Blake Kilburn’s complaint, filed on June 12, 2001, alleged that his brother was the victim of hostage taking, torture, and extrajudicial killing, for which the defendants were responsible. The complaint sought recovery through multiple causes of action, including the Flatow Amendment, 28 U.S.C. § 1605 (note), and theories of wrongful death, battery, assault, false imprisonment, slave trafficking, torture, and intentional infliction of emotional distress. Although the complaint did not specify the legal sources of the latter causes of action, later pleadings asserted that they arose under state common law, foreign law, and international law, and that additional federal statutory causes of action might also be available.

The Iranian defendants did not appear, and the plaintiff sought a default judgment against them. That motion remains pending in the district court. The Libyan defendants did appear, and the parties agreed to a limited course of jurisdictional discovery. Thereafter, the Libyan defendants filed a motion to dismiss the complaint pursuant to Federal Rule of Civil Procedure 12(b)(1), contending that their sovereign immunity deprived the court of subject-matter jurisdiction, and pursuant to Rule 12(b)(6), contending that the plaintiff had failed to state a claim upon which relief could be granted. The district court denied both requests. • Sua sponte, the court also considered a question not raised by the parties — whether the plaintiff could assert a claim for punitive damages against defendant LESO — and answered in the affirmative. This appeal followed.1

[90]*90II

We begin with the question of the Libyan defendants’ sovereign immunity. The district court’s decision to deny their motion to dismiss plainly did not end the case; to the contrary, it permitted the case to go forward. Ordinarily, that would preclude our hearing this interlocutory appeal, because our jurisdiction is generally confined to “final decisions of the district court.” 28 U.S.C. § 1291; see id. § 1292 (permitting interlocutory appeals in certain circumstances not present here). Under the collateral order doctrine, however, an order qualifies as “final” under § 1291 if it: “(1) conclusively determine^] the disputed question, (2) resolved] an important issue completely separate from the merits of the action, and (3) is effectively unreviewable on appeal from a final judgment.” Puerto Rico Aqueduct & Sewer Auth. v. Metcalf & Eddy, Inc., 506 U.S. 139, 144, 113 S.Ct. 684, 687-88, 121 L.Ed.2d 605 (1993) (internal quotation marks omitted); see Cohen v. Beneficial Indus. Loan Corp., 337 U.S. 541, 546, 69 S.Ct. 1221, 1225-26, 93 L.Ed. 1528 (1949). The denial of a motion to dismiss on the ground of sovereign immunity satisfies all three criteria, and is therefore subject to interlocutory review. See, e.g., Price v. Socialist People’s Libyan Arab Jamahiriya, 294 F.3d 82, 92 (D.C.Cir.2002); Jungquist v. Sheikh Sultan Bin Khalifa Al Nahyan, 115 F.3d 1020, 1025-26 (D.C.Cir.1997); Foremost-McKesson, Inc. v. Islamic Republic of Iran, 905 F.2d 438, 443 (D.C.Cir.1990). In particular, with respect to the last criterion, an “order denying dismissal for immunity is effectively unreviewable on appeal because ‘sovereign immunity is an immunity from trial and the attendant burdens of litigation, and not just a defense to liability on the merits.’” Jungquist, 115 F.3d at 1026 (quoting Foremost-McKesson, 905 F.2d at 443).
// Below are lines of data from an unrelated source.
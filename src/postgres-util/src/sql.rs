// Copyright Materialize, Inc. and contributors. All rights reserved.
//
// Use of this software is governed by the Business Source License
// included in the LICENSE file.
//
// As of the Change Date specified in that file, in accordance with
// the Business Source License, use of this software will be governed
// by the Apache License, Version 2.0.

//! Statement text for the DDL and DCL the operator issues.
//!
//! Utility statements such as `CREATE ROLE` and `CREATE DATABASE` cannot
//! take bind parameters, so names are quoted with
//! [`escape_identifier`] and passwords with [`escape_literal`]. Statements
//! that can take parameters do, and are plain constants here.

use postgres_protocol::escape::{escape_identifier, escape_literal};

pub const ROLE_EXISTS: &str = "SELECT 1 FROM pg_catalog.pg_roles WHERE rolname = $1";
pub const DATABASE_EXISTS: &str = "SELECT 1 FROM pg_catalog.pg_database WHERE datname = $1";
pub const TERMINATE_SESSIONS: &str = "SELECT pg_terminate_backend(pid) \
     FROM pg_catalog.pg_stat_activity \
     WHERE datname = $1 AND pid <> pg_backend_pid()";
/// Registers a worker. Citus returns the existing node id when the worker is
/// already registered.
pub const ADD_WORKER: &str = "SELECT citus_add_node($1::text, $2::int)";
pub const SET_COORDINATOR_HOST: &str = "SELECT citus_set_coordinator_host($1::text, $2::int)";
pub const REBALANCE: &str = "SELECT rebalance_table_shards()";
pub const RELOAD_CONFIG: &str = "SELECT pg_reload_conf()";

/// The extension that makes a database distributed.
pub const CITUS_EXTENSION: &str = "citus";

fn role_options(password: Option<&str>, superuser: bool) -> String {
    let mut options = String::from("LOGIN");
    options.push_str(if superuser { " SUPERUSER" } else { " NOSUPERUSER" });
    match password {
        Some(password) => {
            options.push_str(" PASSWORD ");
            options.push_str(&escape_literal(password));
        }
        None => options.push_str(" PASSWORD NULL"),
    }
    options
}

pub fn create_role(name: &str, password: Option<&str>, superuser: bool) -> String {
    format!(
        "CREATE ROLE {} WITH {}",
        escape_identifier(name),
        role_options(password, superuser)
    )
}

pub fn alter_role(name: &str, password: Option<&str>, superuser: bool) -> String {
    format!(
        "ALTER ROLE {} WITH {}",
        escape_identifier(name),
        role_options(password, superuser)
    )
}

pub fn revoke_superuser(name: &str) -> String {
    format!("ALTER ROLE {} WITH NOSUPERUSER", escape_identifier(name))
}

pub fn create_database(name: &str, owner: &str) -> String {
    format!(
        "CREATE DATABASE {} OWNER {}",
        escape_identifier(name),
        escape_identifier(owner)
    )
}

pub fn drop_database(name: &str) -> String {
    format!("DROP DATABASE IF EXISTS {}", escape_identifier(name))
}

pub fn create_extension(name: &str) -> String {
    format!("CREATE EXTENSION IF NOT EXISTS {}", escape_identifier(name))
}

/// The `pg_hba.conf` line that lets `host` connect to every database as any
/// user without a password. Used so the coordinator can reach its workers.
pub fn trust_host_rule(host: &str) -> String {
    format!("host all all {host} trust")
}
Under the FSIA, a foreign state is immune from the jurisdiction of American courts unless the case falls within one of a list of statutory exceptions (or as provided by international agreements). 28 U.S.C. § 1604; see id. §§ 1605-1607. If no exception applies, the district court lacks subject matter jurisdiction. Id. § 1604. If an exception does apply, the district court has jurisdiction. Id. § 1330(a); see World Wide Minerals, Ltd. v. Republic of Kazakhstan, 296 F.3d 1154, 1161 (D.C.Cir. 2002); Phoenix Consulting, Inc. v. Republic of Angola, 216 F.3d 36, 39 (D.C.Cir.2000).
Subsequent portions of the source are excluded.